What to do.
Within the records, how many lines hold the word "crate"? State that number alone.

Collected data entries:
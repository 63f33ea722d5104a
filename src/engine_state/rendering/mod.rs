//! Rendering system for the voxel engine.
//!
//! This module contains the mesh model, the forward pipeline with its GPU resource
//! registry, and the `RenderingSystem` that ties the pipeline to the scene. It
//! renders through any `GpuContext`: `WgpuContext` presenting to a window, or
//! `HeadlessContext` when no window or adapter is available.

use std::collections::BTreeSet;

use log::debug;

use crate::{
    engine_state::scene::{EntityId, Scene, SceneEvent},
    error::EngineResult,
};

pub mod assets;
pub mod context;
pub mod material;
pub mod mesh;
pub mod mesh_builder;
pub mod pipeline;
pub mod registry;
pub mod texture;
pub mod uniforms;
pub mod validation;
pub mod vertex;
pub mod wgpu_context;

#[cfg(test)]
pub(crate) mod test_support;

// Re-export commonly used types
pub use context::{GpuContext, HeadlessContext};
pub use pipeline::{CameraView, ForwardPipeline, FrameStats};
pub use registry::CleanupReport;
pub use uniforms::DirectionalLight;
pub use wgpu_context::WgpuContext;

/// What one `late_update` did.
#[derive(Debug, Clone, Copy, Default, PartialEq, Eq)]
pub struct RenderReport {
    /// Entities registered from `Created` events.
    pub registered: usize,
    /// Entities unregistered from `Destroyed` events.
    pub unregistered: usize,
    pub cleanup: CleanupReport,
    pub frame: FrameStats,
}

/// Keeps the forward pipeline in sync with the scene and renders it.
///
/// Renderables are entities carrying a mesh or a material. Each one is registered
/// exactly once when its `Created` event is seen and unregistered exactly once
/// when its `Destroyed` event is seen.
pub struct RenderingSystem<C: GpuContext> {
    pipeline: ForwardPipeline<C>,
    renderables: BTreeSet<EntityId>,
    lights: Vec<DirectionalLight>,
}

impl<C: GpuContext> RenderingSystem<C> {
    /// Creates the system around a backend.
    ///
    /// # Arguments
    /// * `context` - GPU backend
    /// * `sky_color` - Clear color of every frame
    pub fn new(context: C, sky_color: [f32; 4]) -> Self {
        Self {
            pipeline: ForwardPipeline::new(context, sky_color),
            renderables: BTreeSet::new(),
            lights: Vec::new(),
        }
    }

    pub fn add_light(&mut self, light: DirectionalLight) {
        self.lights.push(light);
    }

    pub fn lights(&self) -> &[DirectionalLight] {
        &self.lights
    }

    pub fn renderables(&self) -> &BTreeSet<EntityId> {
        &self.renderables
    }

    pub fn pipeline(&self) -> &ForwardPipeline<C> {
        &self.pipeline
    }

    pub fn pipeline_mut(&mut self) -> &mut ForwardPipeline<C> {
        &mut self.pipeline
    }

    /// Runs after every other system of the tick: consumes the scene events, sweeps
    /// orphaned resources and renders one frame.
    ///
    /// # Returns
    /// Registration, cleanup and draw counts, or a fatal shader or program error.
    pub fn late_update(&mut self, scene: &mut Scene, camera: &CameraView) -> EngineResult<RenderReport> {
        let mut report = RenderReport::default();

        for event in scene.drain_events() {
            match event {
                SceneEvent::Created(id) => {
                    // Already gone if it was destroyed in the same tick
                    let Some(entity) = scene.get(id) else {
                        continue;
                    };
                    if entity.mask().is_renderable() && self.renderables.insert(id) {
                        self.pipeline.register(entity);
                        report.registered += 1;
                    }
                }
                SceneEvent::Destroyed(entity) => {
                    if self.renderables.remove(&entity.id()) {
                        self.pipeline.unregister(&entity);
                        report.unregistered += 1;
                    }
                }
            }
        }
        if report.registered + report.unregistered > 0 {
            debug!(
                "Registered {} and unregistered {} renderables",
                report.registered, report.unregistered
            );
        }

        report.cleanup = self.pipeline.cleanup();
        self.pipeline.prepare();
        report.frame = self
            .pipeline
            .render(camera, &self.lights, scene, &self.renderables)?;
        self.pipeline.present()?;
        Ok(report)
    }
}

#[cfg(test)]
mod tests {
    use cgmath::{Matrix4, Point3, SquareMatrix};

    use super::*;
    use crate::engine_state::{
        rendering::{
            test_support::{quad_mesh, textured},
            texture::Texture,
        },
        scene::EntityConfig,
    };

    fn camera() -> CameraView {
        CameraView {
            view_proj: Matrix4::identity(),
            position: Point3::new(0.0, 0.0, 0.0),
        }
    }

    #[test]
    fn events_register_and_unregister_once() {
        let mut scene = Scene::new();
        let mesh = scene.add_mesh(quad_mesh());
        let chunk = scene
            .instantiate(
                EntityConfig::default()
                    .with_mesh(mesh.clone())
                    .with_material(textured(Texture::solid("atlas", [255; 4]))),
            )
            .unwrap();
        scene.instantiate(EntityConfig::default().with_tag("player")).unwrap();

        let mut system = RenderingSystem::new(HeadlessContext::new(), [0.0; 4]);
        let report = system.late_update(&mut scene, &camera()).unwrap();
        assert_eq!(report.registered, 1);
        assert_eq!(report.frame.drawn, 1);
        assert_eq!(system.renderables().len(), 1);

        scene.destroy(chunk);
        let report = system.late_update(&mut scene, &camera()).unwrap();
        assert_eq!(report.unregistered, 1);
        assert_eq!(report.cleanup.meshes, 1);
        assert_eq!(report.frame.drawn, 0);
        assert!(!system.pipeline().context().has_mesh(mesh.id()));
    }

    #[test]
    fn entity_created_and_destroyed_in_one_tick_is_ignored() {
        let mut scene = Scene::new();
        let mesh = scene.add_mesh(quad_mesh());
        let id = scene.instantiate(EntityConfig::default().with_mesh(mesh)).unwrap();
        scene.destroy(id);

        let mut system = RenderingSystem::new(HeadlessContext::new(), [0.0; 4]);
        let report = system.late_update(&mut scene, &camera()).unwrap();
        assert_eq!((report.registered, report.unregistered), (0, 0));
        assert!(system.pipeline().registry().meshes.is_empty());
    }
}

Your solution.
3